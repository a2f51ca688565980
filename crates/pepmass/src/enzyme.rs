use fnv::FnvHashSet;
use regex::bytes::Regex;
use std::ops::Range;

use crate::Error;

/// Decides where an enzyme cuts a protein sequence
pub trait CleavageRule: Send + Sync {
    /// Does the enzyme cut between `sequence[position]` and `sequence[position + 1]`?
    ///
    /// Only called for `position < sequence.len() - 1`: the end of the
    /// sequence is always a boundary.
    fn cleaves_after(&self, sequence: &[u8], position: usize) -> bool;

    /// Positions at which the sequence is cut, in ascending order,
    /// excluding the implicit boundaries at `0` and `sequence.len()`
    fn cleavage_sites(&self, sequence: &[u8]) -> Vec<usize> {
        (0..sequence.len().saturating_sub(1))
            .filter(|&position| self.cleaves_after(sequence, position))
            .map(|position| position + 1)
            .collect()
    }
}

/// Named rules: (name, cleave_at, restrict, c_terminal)
pub const RULES: [(&str, &str, Option<char>, bool); 8] = [
    ("trypsin", "KR", Some('P'), true),
    ("trypsin/p", "KR", None, true),
    ("lys-c", "K", None, true),
    ("arg-c", "R", Some('P'), true),
    ("asp-n", "D", None, false),
    ("chymotrypsin", "FWY", Some('P'), true),
    ("glu-c", "E", None, true),
    ("none", "", None, true),
];

#[derive(Clone, Debug)]
pub struct Enzyme {
    // Skip cleaving if the site is followed matching this AA
    pub skip_suffix: Option<char>,
    // Regex for matching cleavage sites, `None` never cleaves
    regex: Option<Regex>,
    // Cleave at c-terminal?
    pub c_terminal: bool,
}

impl Enzyme {
    pub fn new(cleave: &str, skip_suffix: Option<char>, c_terminal: bool) -> Result<Self, Error> {
        if !cleave.chars().all(|c| c.is_ascii_uppercase()) {
            return Err(Error::Configuration(format!(
                "enzyme cleavage sequence contains non-amino acid characters: {}",
                cleave
            )));
        }

        if let Some(skip) = skip_suffix {
            if !skip.is_ascii_uppercase() {
                return Err(Error::Configuration(format!(
                    "enzyme cleavage restriction is non-amino acid character: {}",
                    skip
                )));
            }
        }

        let regex = match cleave {
            "" => None,
            _ => Some(
                Regex::new(&format!("[{}]", cleave))
                    .map_err(|e| Error::Configuration(e.to_string()))?,
            ),
        };

        Ok(Enzyme {
            regex,
            skip_suffix,
            c_terminal,
        })
    }

    /// Look up one of the [`RULES`] by (case-insensitive) name
    pub fn named(name: &str) -> Result<Self, Error> {
        RULES
            .iter()
            .find(|(rule, ..)| rule.eq_ignore_ascii_case(name))
            .map(|&(_, cleave, skip, c_terminal)| Enzyme::new(cleave, skip, c_terminal))
            .unwrap_or_else(|| {
                Err(Error::Configuration(format!(
                    "unknown cleavage rule `{}`, expected one of: {}",
                    name,
                    RULES.map(|r| r.0).join(", ")
                )))
            })
    }

    fn restricted(&self, residue: u8) -> bool {
        self.skip_suffix
            .map(|skip| skip as u32 == residue as u32)
            .unwrap_or(false)
    }
}

impl CleavageRule for Enzyme {
    fn cleaves_after(&self, sequence: &[u8], position: usize) -> bool {
        let regex = match &self.regex {
            Some(regex) => regex,
            None => return false,
        };
        // C-terminal enzymes match the residue before the cut and check the
        // one after it; N-terminal enzymes the other way around
        let (site, neighbour) = match self.c_terminal {
            true => (position, position + 1),
            false => (position + 1, position),
        };
        regex.is_match(&sequence[site..site + 1]) && !self.restricted(sequence[neighbour])
    }

    fn cleavage_sites(&self, sequence: &[u8]) -> Vec<usize> {
        let regex = match &self.regex {
            Some(regex) => regex,
            None => return Vec::new(),
        };
        let mut sites = Vec::new();
        for mat in regex.find_iter(sequence) {
            let (cut, neighbour) = match self.c_terminal {
                true => (mat.end(), mat.end()),
                false => (mat.start(), mat.start().wrapping_sub(1)),
            };
            if cut == 0 || cut == sequence.len() {
                continue;
            }
            if self.restricted(sequence[neighbour]) {
                continue;
            }
            sites.push(cut);
        }
        sites
    }
}

/// Cleavage rule plus the number of missed cleavages to produce
#[derive(Clone, Debug)]
pub struct EnzymeParameters {
    /// Number of missed cleavages to produce
    pub missed_cleavages: u8,
    pub enzyme: Enzyme,
}

impl EnzymeParameters {
    pub fn digest<'s>(&self, sequence: &'s str) -> Result<Vec<&'s str>, Error> {
        cleave(sequence, &self.enzyme, self.missed_cleavages as usize)
    }
}

/// Only uppercase ASCII letters are accepted; whether a letter has a mass
/// is decided later by the [`crate::mass::MassTable`]
pub fn validate_sequence(sequence: &str) -> Result<(), Error> {
    if sequence.is_empty() {
        return Err(Error::InvalidSequence("empty sequence".into()));
    }
    match sequence.char_indices().find(|(_, c)| !c.is_ascii_uppercase()) {
        Some((idx, c)) => Err(Error::InvalidSequence(format!(
            "invalid residue `{}` at position {}",
            c,
            idx + 1
        ))),
        None => Ok(()),
    }
}

fn fragment_ranges<R: CleavageRule + ?Sized>(sequence: &str, rule: &R) -> Vec<Range<usize>> {
    let mut ranges = Vec::new();
    let mut left = 0;
    for right in rule.cleavage_sites(sequence.as_bytes()) {
        if right > left {
            ranges.push(left..right);
            left = right;
        }
    }
    ranges.push(left..sequence.len());
    ranges
}

/// Cut at every available site: zero missed cleavages
pub fn elementary_fragments<'s, R: CleavageRule + ?Sized>(
    sequence: &'s str,
    rule: &R,
) -> Result<Vec<&'s str>, Error> {
    validate_sequence(sequence)?;
    Ok(fragment_ranges(sequence, rule)
        .into_iter()
        .map(|range| &sequence[range])
        .collect())
}

/// Every distinct peptide spanning 1 to `missed_cleavages + 1` consecutive
/// elementary fragments. Peptides are ordered by the number of fragments
/// they span, then by position; repeats within the sequence are dropped.
pub fn cleave<'s, R: CleavageRule + ?Sized>(
    sequence: &'s str,
    rule: &R,
    missed_cleavages: usize,
) -> Result<Vec<&'s str>, Error> {
    validate_sequence(sequence)?;
    let sites = fragment_ranges(sequence, rule);

    // Keep a set of peptides that have been digested from this sequence
    // - handles cases where the same peptide occurs multiple times in a protein
    let mut seen = FnvHashSet::default();
    let mut peptides = Vec::new();

    for cleavage in 1..=missed_cleavages.saturating_add(1).min(sites.len()) {
        for win in sites.windows(cleavage) {
            let start = win[0].start;
            let end = win[cleavage - 1].end;
            let peptide = &sequence[start..end];
            if !peptide.is_empty() && seen.insert(peptide) {
                peptides.push(peptide);
            }
        }
    }
    Ok(peptides)
}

> BRIEF
Repeat the whole listing, keeping every word exact.

> TASK RESPONSE
repository a2f51ca688565980
filename crates/pepmass/src/enzyme.rs
use fnv::FnvHashSet;
use regex::bytes::Regex;
use std::ops::Range;

use crate::Error;

/// Decides where an enzyme cuts a protein sequence
pub trait CleavageRule: Send + Sync {
    /// Does the enzyme cut between `sequence[position]` and `sequence[position + 1]`?
    ///
    /// Only called for `position < sequence.len() - 1`: the end of the
    /// sequence is always a boundary.
    fn cleaves_after(&self, sequence: &[u8], position: usize) -> bool;

    /// Positions at which the sequence is cut, in ascending order,
    /// excluding the implicit boundaries at `0` and `sequence.len()`
    fn cleavage_sites(&self, sequence: &[u8]) -> Vec<usize> {
        (0..sequence.len().saturating_sub(1))
            .filter(|&position| self.cleaves_after(sequence, position))
            .map(|position| position + 1)
            .collect()
    }
}

/// Named rules: (name, cleave_at, restrict, c_terminal)
pub const RULES: [(&str, &str, Option<char>, bool); 8] = [
    ("trypsin", "KR", Some('P'), true),
    ("trypsin/p", "KR", None, true),
    ("lys-c", "K", None, true),
    ("arg-c", "R", Some('P'), true),
    ("asp-n", "D", None, false),
    ("chymotrypsin", "FWY", Some('P'), true),
    ("glu-c", "E", None, true),
    ("none", "", None, true),
];

#[derive(Clone, Debug)]
pub struct Enzyme {
    // Skip cleaving if the site is followed matching this AA
    pub skip_suffix: Option<char>,
    // Regex for matching cleavage sites, `None` never cleaves
    regex: Option<Regex>,
    // Cleave at c-terminal?
    pub c_terminal: bool,
}

impl Enzyme {
    pub fn new(cleave: &str, skip_suffix: Option<char>, c_terminal: bool) -> Result<Self, Error> {
        if !cleave.chars().all(|c| c.is_ascii_uppercase()) {
            return Err(Error::Configuration(format!(
                "enzyme cleavage sequence contains non-amino acid characters: {}",
                cleave
            )));
        }

        if let Some(skip) = skip_suffix {
            if !skip.is_ascii_uppercase() {
                return Err(Error::Configuration(format!(
                    "enzyme cleavage restriction is non-amino acid character: {}",
                    skip
                )));
            }
        }

        let regex = match cleave {
            "" => None,
            _ => Some(
                Regex::new(&format!("[{}]", cleave))
                    .map_err(|e| Error::Configuration(e.to_string()))?,
            ),
        };

        Ok(Enzyme {
            regex,
            skip_suffix,
            c_terminal,
        })
    }

    /// Look up one of the [`RULES`] by (case-insensitive) name
    pub fn named(name: &str) -> Result<Self, Error> {
        RULES
            .iter()
            .find(|(rule, ..)| rule.eq_ignore_ascii_case(name))
            .map(|&(_, cleave, skip, c_terminal)| Enzyme::new(cleave, skip, c_terminal))
            .unwrap_or_else(|| {
                Err(Error::Configuration(format!(
                    "unknown cleavage rule `{}`, expected one of: {}",
                    name,
                    RULES.map(|r| r.0).join(", ")
                )))
            })
    }

    fn restricted(&self, residue: u8) -> bool {
        self.skip_suffix
            .map(|skip| skip as u32 == residue as u32)
            .unwrap_or(false)
    }
}

impl CleavageRule for Enzyme {
    fn cleaves_after(&self, sequence: &[u8], position: usize) -> bool {
        let regex = match &self.regex {
            Some(regex) => regex,
            None => return false,
        };
        // C-terminal enzymes match the residue before the cut and check the
        // one after it; N-terminal enzymes the other way around
        let (site, neighbour) = match self.c_terminal {
            true => (position, position + 1),
            false => (position + 1, position),
        };
        regex.is_match(&sequence[site..site + 1]) && !self.restricted(sequence[neighbour])
    }

    fn cleavage_sites(&self, sequence: &[u8]) -> Vec<usize> {
        let regex = match &self.regex {
            Some(regex) => regex,
            None => return Vec::new(),
        };
        let mut sites = Vec::new();
        for mat in regex.find_iter(sequence) {
            let (cut, neighbour) = match self.c_terminal {
                true => (mat.end(), mat.end()),
                false => (mat.start(), mat.start().wrapping_sub(1)),
            };
            if cut == 0 || cut == sequence.len() {
                continue;
            }
            if self.restricted(sequence[neighbour]) {
                continue;
            }
            sites.push(cut);
        }
        sites
    }
}

/// Cleavage rule plus the number of missed cleavages to produce
#[derive(Clone, Debug)]
pub struct EnzymeParameters {
    /// Number of missed cleavages to produce
    pub missed_cleavages: u8,
    pub enzyme: Enzyme,
}

impl EnzymeParameters {
    pub fn digest<'s>(&self, sequence: &'s str) -> Result<Vec<&'s str>, Error> {
        cleave(sequence, &self.enzyme, self.missed_cleavages as usize)
    }
}

/// Only uppercase ASCII letters are accepted; whether a letter has a mass
/// is decided later by the [`crate::mass::MassTable`]
pub fn validate_sequence(sequence: &str) -> Result<(), Error> {
    if sequence.is_empty() {
        return Err(Error::InvalidSequence("empty sequence".into()));
    }
    match sequence.char_indices().find(|(_, c)| !c.is_ascii_uppercase()) {
        Some((idx, c)) => Err(Error::InvalidSequence(format!(
            "invalid residue `{}` at position {}",
            c,
            idx + 1
        ))),
        None => Ok(()),
    }
}

fn fragment_ranges<R: CleavageRule + ?Sized>(sequence: &str, rule: &R) -> Vec<Range<usize>> {
    let mut ranges = Vec::new();
    let mut left = 0;
    for right in rule.cleavage_sites(sequence.as_bytes()) {
        if right > left {
            ranges.push(left..right);
            left = right;
        }
    }
    ranges.push(left..sequence.len());
    ranges
}

/// Cut at every available site: zero missed cleavages
pub fn elementary_fragments<'s, R: CleavageRule + ?Sized>(
    sequence: &'s str,
    rule: &R,
) -> Result<Vec<&'s str>, Error> {
    validate_sequence(sequence)?;
    Ok(fragment_ranges(sequence, rule)
        .into_iter()
        .map(|range| &sequence[range])
        .collect())
}

/// Every distinct peptide spanning 1 to `missed_cleavages + 1` consecutive
/// elementary fragments. Peptides are ordered by the number of fragments
/// they span, then by position; repeats within the sequence are dropped.
pub fn cleave<'s, R: CleavageRule + ?Sized>(
    sequence: &'s str,
    rule: &R,
    missed_cleavages: usize,
) -> Result<Vec<&'s str>, Error> {
    validate_sequence(sequence)?;
    let sites = fragment_ranges(sequence, rule);

    // Keep a set of peptides that have been digested from this sequence
    // - handles cases where the same peptide occurs multiple times in a protein
    let mut seen = FnvHashSet::default();
    let mut peptides = Vec::new();

    for cleavage in 1..=missed_cleavages.saturating_add(1).min(sites.len()) {
        for win in sites.windows(cleavage) {
            let start = win[0].start;
            let end = win[cleavage - 1].end;
            let peptide = &sequence[start..end];
            if !peptide.is_empty() && seen.insert(peptide) {
                peptides.push(peptide);
            }
        }
    }
    Ok(peptides)
}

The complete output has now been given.